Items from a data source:
= Beginning of Section =

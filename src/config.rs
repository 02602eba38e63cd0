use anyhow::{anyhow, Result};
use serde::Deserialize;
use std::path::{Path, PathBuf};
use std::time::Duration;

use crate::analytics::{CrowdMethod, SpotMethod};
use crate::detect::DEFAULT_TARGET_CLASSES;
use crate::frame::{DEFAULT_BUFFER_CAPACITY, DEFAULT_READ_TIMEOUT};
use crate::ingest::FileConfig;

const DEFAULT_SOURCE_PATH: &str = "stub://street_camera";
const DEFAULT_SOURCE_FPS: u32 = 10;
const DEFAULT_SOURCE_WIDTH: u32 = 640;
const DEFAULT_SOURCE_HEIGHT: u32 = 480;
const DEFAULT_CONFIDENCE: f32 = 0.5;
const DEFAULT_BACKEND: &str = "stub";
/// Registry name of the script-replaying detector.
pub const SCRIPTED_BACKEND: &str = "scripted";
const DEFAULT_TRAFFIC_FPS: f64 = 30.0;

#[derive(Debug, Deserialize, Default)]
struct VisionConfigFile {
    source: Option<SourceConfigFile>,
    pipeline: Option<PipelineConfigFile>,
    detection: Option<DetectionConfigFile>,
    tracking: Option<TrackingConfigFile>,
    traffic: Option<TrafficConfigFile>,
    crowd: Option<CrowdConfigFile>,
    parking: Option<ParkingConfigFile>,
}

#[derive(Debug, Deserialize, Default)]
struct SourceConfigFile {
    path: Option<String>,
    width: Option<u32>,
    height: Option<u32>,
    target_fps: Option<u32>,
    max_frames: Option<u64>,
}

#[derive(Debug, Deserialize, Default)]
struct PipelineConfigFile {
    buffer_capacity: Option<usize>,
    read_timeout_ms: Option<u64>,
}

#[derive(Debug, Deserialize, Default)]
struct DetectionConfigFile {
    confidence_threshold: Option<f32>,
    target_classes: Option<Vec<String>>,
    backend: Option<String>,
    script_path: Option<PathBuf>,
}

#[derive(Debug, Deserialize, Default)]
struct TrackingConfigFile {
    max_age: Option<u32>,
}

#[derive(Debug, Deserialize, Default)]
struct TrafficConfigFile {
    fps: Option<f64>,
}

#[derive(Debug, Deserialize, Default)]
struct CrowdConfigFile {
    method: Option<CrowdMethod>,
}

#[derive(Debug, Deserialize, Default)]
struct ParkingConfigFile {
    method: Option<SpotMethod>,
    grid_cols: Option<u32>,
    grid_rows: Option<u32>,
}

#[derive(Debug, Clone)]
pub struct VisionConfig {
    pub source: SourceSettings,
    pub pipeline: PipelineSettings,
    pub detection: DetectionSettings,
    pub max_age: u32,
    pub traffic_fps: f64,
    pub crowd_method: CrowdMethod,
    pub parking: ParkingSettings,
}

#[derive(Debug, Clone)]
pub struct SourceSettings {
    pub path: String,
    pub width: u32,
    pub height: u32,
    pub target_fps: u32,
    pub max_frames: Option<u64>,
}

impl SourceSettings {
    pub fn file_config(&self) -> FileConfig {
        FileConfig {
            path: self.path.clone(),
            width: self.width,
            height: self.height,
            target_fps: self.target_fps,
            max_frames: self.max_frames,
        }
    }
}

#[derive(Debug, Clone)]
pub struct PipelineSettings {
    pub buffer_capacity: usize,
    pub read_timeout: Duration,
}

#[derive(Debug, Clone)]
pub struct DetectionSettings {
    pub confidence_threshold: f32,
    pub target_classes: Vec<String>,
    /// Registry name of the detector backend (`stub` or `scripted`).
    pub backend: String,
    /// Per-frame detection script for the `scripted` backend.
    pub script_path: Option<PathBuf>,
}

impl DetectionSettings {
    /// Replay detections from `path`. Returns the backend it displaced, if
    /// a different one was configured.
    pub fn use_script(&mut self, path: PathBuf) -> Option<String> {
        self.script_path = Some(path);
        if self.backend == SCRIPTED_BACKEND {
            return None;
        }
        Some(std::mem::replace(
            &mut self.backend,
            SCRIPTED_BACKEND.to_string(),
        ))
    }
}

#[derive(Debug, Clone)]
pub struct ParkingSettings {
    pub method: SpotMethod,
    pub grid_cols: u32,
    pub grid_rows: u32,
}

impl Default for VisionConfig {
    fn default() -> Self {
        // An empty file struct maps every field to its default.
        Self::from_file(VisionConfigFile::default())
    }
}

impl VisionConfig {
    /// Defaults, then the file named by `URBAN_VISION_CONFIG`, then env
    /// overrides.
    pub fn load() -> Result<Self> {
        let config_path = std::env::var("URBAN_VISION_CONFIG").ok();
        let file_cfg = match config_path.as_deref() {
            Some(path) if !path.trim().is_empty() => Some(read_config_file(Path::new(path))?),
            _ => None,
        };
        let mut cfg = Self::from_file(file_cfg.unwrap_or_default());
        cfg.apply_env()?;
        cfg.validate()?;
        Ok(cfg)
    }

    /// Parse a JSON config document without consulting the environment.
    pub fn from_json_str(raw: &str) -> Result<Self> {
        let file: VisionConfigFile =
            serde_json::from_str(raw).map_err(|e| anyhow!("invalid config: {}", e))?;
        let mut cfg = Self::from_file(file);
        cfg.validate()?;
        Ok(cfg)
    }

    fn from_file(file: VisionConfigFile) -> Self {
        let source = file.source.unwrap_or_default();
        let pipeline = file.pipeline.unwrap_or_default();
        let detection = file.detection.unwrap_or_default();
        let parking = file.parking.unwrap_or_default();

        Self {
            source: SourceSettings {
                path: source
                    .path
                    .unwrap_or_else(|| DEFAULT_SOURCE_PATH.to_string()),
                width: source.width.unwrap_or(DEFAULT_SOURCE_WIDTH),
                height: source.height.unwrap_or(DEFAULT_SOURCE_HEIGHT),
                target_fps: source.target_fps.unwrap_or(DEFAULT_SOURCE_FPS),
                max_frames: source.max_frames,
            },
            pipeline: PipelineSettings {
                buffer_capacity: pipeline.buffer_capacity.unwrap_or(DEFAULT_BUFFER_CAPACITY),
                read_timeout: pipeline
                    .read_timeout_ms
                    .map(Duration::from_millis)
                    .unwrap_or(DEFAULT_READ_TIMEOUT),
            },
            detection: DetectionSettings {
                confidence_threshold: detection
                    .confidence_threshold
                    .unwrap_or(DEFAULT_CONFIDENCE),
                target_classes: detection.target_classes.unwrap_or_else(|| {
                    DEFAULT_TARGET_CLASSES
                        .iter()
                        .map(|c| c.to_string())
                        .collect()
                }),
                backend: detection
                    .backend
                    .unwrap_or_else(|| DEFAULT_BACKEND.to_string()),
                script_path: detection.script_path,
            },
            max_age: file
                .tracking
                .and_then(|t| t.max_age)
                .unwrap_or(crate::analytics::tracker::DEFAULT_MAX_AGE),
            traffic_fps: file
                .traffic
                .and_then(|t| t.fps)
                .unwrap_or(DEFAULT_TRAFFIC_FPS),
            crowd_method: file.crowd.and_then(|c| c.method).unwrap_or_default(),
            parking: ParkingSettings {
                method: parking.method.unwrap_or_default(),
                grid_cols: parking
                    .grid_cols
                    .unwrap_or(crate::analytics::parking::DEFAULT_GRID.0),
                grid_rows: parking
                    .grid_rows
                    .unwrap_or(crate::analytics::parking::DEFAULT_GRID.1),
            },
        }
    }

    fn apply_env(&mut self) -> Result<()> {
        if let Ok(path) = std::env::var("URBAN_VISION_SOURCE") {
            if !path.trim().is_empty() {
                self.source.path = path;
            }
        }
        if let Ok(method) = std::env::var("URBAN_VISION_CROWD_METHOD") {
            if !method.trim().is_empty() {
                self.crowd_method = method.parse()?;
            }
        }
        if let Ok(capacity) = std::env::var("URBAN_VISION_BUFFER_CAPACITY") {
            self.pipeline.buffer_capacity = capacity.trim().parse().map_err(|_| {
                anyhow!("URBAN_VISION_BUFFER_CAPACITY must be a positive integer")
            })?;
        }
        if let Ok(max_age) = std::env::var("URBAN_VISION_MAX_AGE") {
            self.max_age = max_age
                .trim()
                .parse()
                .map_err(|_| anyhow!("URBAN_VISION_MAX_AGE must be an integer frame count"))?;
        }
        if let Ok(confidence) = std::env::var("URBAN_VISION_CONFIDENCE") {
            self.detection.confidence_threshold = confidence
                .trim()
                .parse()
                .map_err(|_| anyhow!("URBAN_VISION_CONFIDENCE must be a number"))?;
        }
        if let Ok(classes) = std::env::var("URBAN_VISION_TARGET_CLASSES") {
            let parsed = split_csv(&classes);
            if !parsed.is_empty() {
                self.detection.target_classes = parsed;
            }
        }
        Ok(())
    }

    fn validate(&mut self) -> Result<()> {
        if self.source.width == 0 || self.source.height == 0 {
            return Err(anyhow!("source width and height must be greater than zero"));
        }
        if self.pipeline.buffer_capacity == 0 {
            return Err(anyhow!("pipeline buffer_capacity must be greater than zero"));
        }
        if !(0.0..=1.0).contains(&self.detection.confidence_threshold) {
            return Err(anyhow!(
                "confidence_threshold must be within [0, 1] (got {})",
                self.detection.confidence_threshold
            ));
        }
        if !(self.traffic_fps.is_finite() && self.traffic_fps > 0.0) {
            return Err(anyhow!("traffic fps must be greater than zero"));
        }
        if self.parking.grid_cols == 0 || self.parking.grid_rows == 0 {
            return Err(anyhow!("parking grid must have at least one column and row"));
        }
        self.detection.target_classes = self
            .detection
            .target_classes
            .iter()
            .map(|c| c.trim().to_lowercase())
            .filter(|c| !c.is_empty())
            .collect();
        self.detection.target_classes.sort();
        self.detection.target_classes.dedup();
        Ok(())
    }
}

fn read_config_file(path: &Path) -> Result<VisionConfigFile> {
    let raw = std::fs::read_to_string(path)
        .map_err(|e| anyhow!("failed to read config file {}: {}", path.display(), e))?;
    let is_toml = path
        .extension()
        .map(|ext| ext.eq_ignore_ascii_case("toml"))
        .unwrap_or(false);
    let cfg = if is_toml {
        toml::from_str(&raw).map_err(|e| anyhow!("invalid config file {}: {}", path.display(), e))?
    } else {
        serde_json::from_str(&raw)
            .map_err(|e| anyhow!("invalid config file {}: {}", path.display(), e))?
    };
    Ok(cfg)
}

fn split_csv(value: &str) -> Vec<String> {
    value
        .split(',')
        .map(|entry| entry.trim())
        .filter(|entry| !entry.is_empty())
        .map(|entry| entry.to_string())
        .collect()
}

= End of Section =

= Exercise description =
Word for word, output the lines of the data from its first line through the line where "const DEFAULT_CONFIDENCE: f32 = 0.5;" appears, and stop there.

= Result for this exercise =
filename src/config.rs
repository 02602eba38e63cd0
use anyhow::{anyhow, Result};
use serde::Deserialize;
use std::path::{Path, PathBuf};
use std::time::Duration;

use crate::analytics::{CrowdMethod, SpotMethod};
use crate::detect::DEFAULT_TARGET_CLASSES;
use crate::frame::{DEFAULT_BUFFER_CAPACITY, DEFAULT_READ_TIMEOUT};
use crate::ingest::FileConfig;

const DEFAULT_SOURCE_PATH: &str = "stub://street_camera";
const DEFAULT_SOURCE_FPS: u32 = 10;
const DEFAULT_SOURCE_WIDTH: u32 = 640;
const DEFAULT_SOURCE_HEIGHT: u32 = 480;
const DEFAULT_CONFIDENCE: f32 = 0.5;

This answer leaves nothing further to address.